Ucciso davanti al nipotino, qualcuno nel rione ha offerto ospitalità ai killer di Mignano

Chi ha ucciso Luigi Mignano (e ferito il figlio Pasquale) aveva una base nel rione Villa. Un appoggio logistico più che mai necessario per portare a termine con successo la spedizione di morte. E’ questa l’indiscrezione balzata negli ultimi giorni negli ambienti investigativi (le indagini sono affidate alla squadra mobile) che vedrebbe dunque Mignano (cognato del boss Ciro Rinaldi ‘My way’) freddato da due killer che, forse, avrebbero atteso per tutta la notte prima di compiere la loro ‘missione di morte’. Qualcuno ha aiutato i sicari, qualcuno ha agevolato il ‘lavoro’ dei killer fornendo supporto logistico e indicazioni: le attenzioni delle forze dell’ordine si sono dapprima concentrati su esponenti del gruppo D’Amico, ‘costola’ dei Mazzarella (nemici storici dei Rinaldi) che abitano proprio nel rione Villa.
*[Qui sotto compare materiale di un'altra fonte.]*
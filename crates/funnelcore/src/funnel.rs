//! Per-user funnel progress store
//!
//! Holds each user's stage, who referred them, whether the one-time bonus has
//! fired, the captured contact and the withdrawal sub-state. The compare-and-set
//! style operations (`mark_bonus_received`, `set_referrer_once`, `advance_stage`)
//! are atomic per user.

use dashmap::mapref::entry::Entry;
use dashmap::DashMap;

use crate::types::{ContactPayload, Stage, UserId};

/// Everything the funnel knows about one user.
#[derive(Clone, Debug, Default, PartialEq, Eq)]
pub struct FunnelState {
    pub stage: Stage,
    /// Write-once
    pub referrer: Option<UserId>,
    /// Single-fire, never reset
    pub bonus_received: bool,
    pub awaiting_withdrawal_id: bool,
    pub contact: Option<ContactPayload>,
    /// Referred users whose bonus credited this user
    pub referrals_credited: u64,
}

/// Read/write contract the funnel engine uses for per-user progress.
pub trait FunnelStore: Send + Sync {
    /// Creates the user's entry with defaults if missing. Returns `true` when this
    /// call created it, i.e. this is the user's first contact.
    fn register(&self, user: UserId) -> bool;

    fn is_known(&self, user: UserId) -> bool;

    /// Current stage, `Stage::New` for unknown users.
    fn get_stage(&self, user: UserId) -> Stage;

    /// Unconditionally sets the stage.
    fn set_stage(&self, user: UserId, stage: Stage);

    /// Moves the user to `stage` only if that is forward progress. Returns the stage
    /// the user ends up in.
    fn advance_stage(&self, user: UserId, stage: Stage) -> Stage;

    fn get_referrer(&self, user: UserId) -> Option<UserId>;

    /// Records the referrer unless one is already set. Returns `true` if recorded.
    fn set_referrer_once(&self, user: UserId, referrer: UserId) -> bool;

    /// Marks the bonus as received. Returns `true` only for the call that flipped
    /// the flag; every later call returns `false` and changes nothing.
    fn mark_bonus_received(&self, user: UserId) -> bool;

    fn set_awaiting_withdrawal(&self, user: UserId, awaiting: bool);

    fn is_awaiting_withdrawal(&self, user: UserId) -> bool;

    fn record_contact(&self, user: UserId, contact: ContactPayload);

    fn get_contact(&self, user: UserId) -> Option<ContactPayload>;

    /// Counts one more credited referral for `referrer`. Returns the new count.
    fn record_referral_credit(&self, referrer: UserId) -> u64;

    fn referral_count(&self, user: UserId) -> u64;

    /// Full snapshot of a user's state, if known.
    fn snapshot(&self, user: UserId) -> Option<FunnelState>;
}

/// In-memory funnel store backed by a sharded concurrent map.
#[derive(Debug, Default)]
pub struct InMemoryFunnelStore {
    users: DashMap<UserId, FunnelState>,
}

impl InMemoryFunnelStore {
    pub fn new() -> Self {
        Self::default()
    }

    /// Number of users that have contacted the bot
    pub fn len(&self) -> usize {
        self.users.len()
    }

    pub fn is_empty(&self) -> bool {
        self.users.is_empty()
    }

    fn read<T>(&self, user: UserId, default: T, f: impl FnOnce(&FunnelState) -> T) -> T {
        self.users.get(&user).map(|state| f(&state)).unwrap_or(default)
    }

    fn update<T>(&self, user: UserId, f: impl FnOnce(&mut FunnelState) -> T) -> T {
        let mut state = self.users.entry(user).or_default();
        f(&mut state)
    }
}

impl FunnelStore for InMemoryFunnelStore {
    fn register(&self, user: UserId) -> bool {
        match self.users.entry(user) {
            Entry::Occupied(_) => false,
            Entry::Vacant(v) => {
                v.insert(FunnelState::default());
                true
            }
        }
    }

    fn is_known(&self, user: UserId) -> bool {
        self.users.contains_key(&user)
    }

    fn get_stage(&self, user: UserId) -> Stage {
        self.read(user, Stage::New, |s| s.stage)
    }

    fn set_stage(&self, user: UserId, stage: Stage) {
        self.update(user, |s| s.stage = stage);
    }

    fn advance_stage(&self, user: UserId, stage: Stage) -> Stage {
        self.update(user, |s| {
            if stage > s.stage {
                s.stage = stage;
            }
            s.stage
        })
    }

    fn get_referrer(&self, user: UserId) -> Option<UserId> {
        self.read(user, None, |s| s.referrer)
    }

    fn set_referrer_once(&self, user: UserId, referrer: UserId) -> bool {
        self.update(user, |s| {
            if s.referrer.is_some() {
                return false;
            }
            s.referrer = Some(referrer);
            true
        })
    }

    fn mark_bonus_received(&self, user: UserId) -> bool {
        self.update(user, |s| !std::mem::replace(&mut s.bonus_received, true))
    }

    fn set_awaiting_withdrawal(&self, user: UserId, awaiting: bool) {
        self.update(user, |s| s.awaiting_withdrawal_id = awaiting);
    }

    fn is_awaiting_withdrawal(&self, user: UserId) -> bool {
        self.read(user, false, |s| s.awaiting_withdrawal_id)
    }

    fn record_contact(&self, user: UserId, contact: ContactPayload) {
        self.update(user, |s| s.contact = Some(contact));
    }

    fn get_contact(&self, user: UserId) -> Option<ContactPayload> {
        self.read(user, None, |s| s.contact.clone())
    }

    fn record_referral_credit(&self, referrer: UserId) -> u64 {
        self.update(referrer, |s| {
            s.referrals_credited = s.referrals_credited.saturating_add(1);
            s.referrals_credited
        })
    }

    fn referral_count(&self, user: UserId) -> u64 {
        self.read(user, 0, |s| s.referrals_credited)
    }

    fn snapshot(&self, user: UserId) -> Option<FunnelState> {
        self.users.get(&user).map(|s| s.clone())
    }
}

#[cfg(test)]
mod tests {
    use super::*;
    use std::sync::atomic::{AtomicUsize, Ordering};
    use std::sync::Arc;

    #[test]
    fn test_register_reports_first_contact_once() {
        let store = InMemoryFunnelStore::new();
        assert!(!store.is_known(UserId(1)));
        assert!(store.register(UserId(1)));
        assert!(!store.register(UserId(1)));
        assert!(store.is_known(UserId(1)));
        assert_eq!(store.len(), 1);
    }

    #[test]
    fn test_defaults_for_unknown_user() {
        let store = InMemoryFunnelStore::new();
        assert_eq!(store.get_stage(UserId(5)), Stage::New);
        assert_eq!(store.get_referrer(UserId(5)), None);
        assert!(!store.is_awaiting_withdrawal(UserId(5)));
        assert_eq!(store.referral_count(UserId(5)), 0);
        assert!(store.snapshot(UserId(5)).is_none());
        // none of the reads above create an entry
        assert!(store.is_empty());
    }

    #[test]
    fn test_referrer_is_write_once() {
        let store = InMemoryFunnelStore::new();
        assert!(store.set_referrer_once(UserId(2), UserId(1)));
        assert!(!store.set_referrer_once(UserId(2), UserId(3)));
        assert_eq!(store.get_referrer(UserId(2)), Some(UserId(1)));
    }

    #[test]
    fn test_mark_bonus_received_is_single_fire() {
        let store = InMemoryFunnelStore::new();
        assert!(store.mark_bonus_received(UserId(1)));
        assert!(!store.mark_bonus_received(UserId(1)));
        assert!(!store.mark_bonus_received(UserId(1)));
        assert!(store.snapshot(UserId(1)).unwrap().bonus_received);
    }

    #[test]
    fn test_advance_stage_never_moves_backwards() {
        let store = InMemoryFunnelStore::new();
        assert_eq!(store.advance_stage(UserId(1), Stage::Verified), Stage::Verified);
        assert_eq!(store.advance_stage(UserId(1), Stage::ClaimRequested), Stage::Verified);
        assert_eq!(store.get_stage(UserId(1)), Stage::Verified);
        store.set_stage(UserId(1), Stage::New);
        assert_eq!(store.get_stage(UserId(1)), Stage::New);
    }

    #[test]
    fn test_contact_and_withdrawal_flags() {
        let store = InMemoryFunnelStore::new();
        let contact = ContactPayload::new("+1", "Ann", None).unwrap();
        store.record_contact(UserId(1), contact.clone());
        assert_eq!(store.get_contact(UserId(1)), Some(contact));

        store.set_awaiting_withdrawal(UserId(1), true);
        assert!(store.is_awaiting_withdrawal(UserId(1)));
        store.set_awaiting_withdrawal(UserId(1), false);
        assert!(!store.is_awaiting_withdrawal(UserId(1)));
    }

    #[test]
    fn test_referral_credit_counter() {
        let store = InMemoryFunnelStore::new();
        assert_eq!(store.record_referral_credit(UserId(1)), 1);
        assert_eq!(store.record_referral_credit(UserId(1)), 2);
        assert_eq!(store.referral_count(UserId(1)), 2);
    }

    #[test]
    fn test_concurrent_bonus_marks_fire_once() {
        let store = Arc::new(InMemoryFunnelStore::new());
        let wins = Arc::new(AtomicUsize::new(0));
        let handles: Vec<_> = (0..16)
            .map(|_| {
                let store = Arc::clone(&store);
                let wins = Arc::clone(&wins);
                std::thread::spawn(move || {
                    if store.mark_bonus_received(UserId(9)) {
                        wins.fetch_add(1, Ordering::SeqCst);
                    }
                })
            })
            .collect();
        for h in handles {
            h.join().unwrap();
        }
        assert_eq!(wins.load(Ordering::SeqCst), 1);
    }
}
Una pista per certi versi scontata. Ecco dunque che ha iniziato a farsi strada un’altra ipotesi ben più agghiacciante che vedrebbe un insospettabile ‘dietro le quinte’ dell’omicidio, qualcuno che avrebbe agito nell’ombra. Si continua a indagare inoltre sulla fazione dei Mazzarella stanziata a San Giorgio a Cremano, quella che potrebbe contare su una batteria di fuoco e soprattutto sul famigerato ‘Uomo nero’, il giovane ras che con le sue scorribande ha creato in passato più di un problema ai Rinaldi. Gli uomini di ‘My way’, sussurrano ‘voci di strada’, starebbero aspettando il momento opportuno per ‘rispondere’ ai nemici.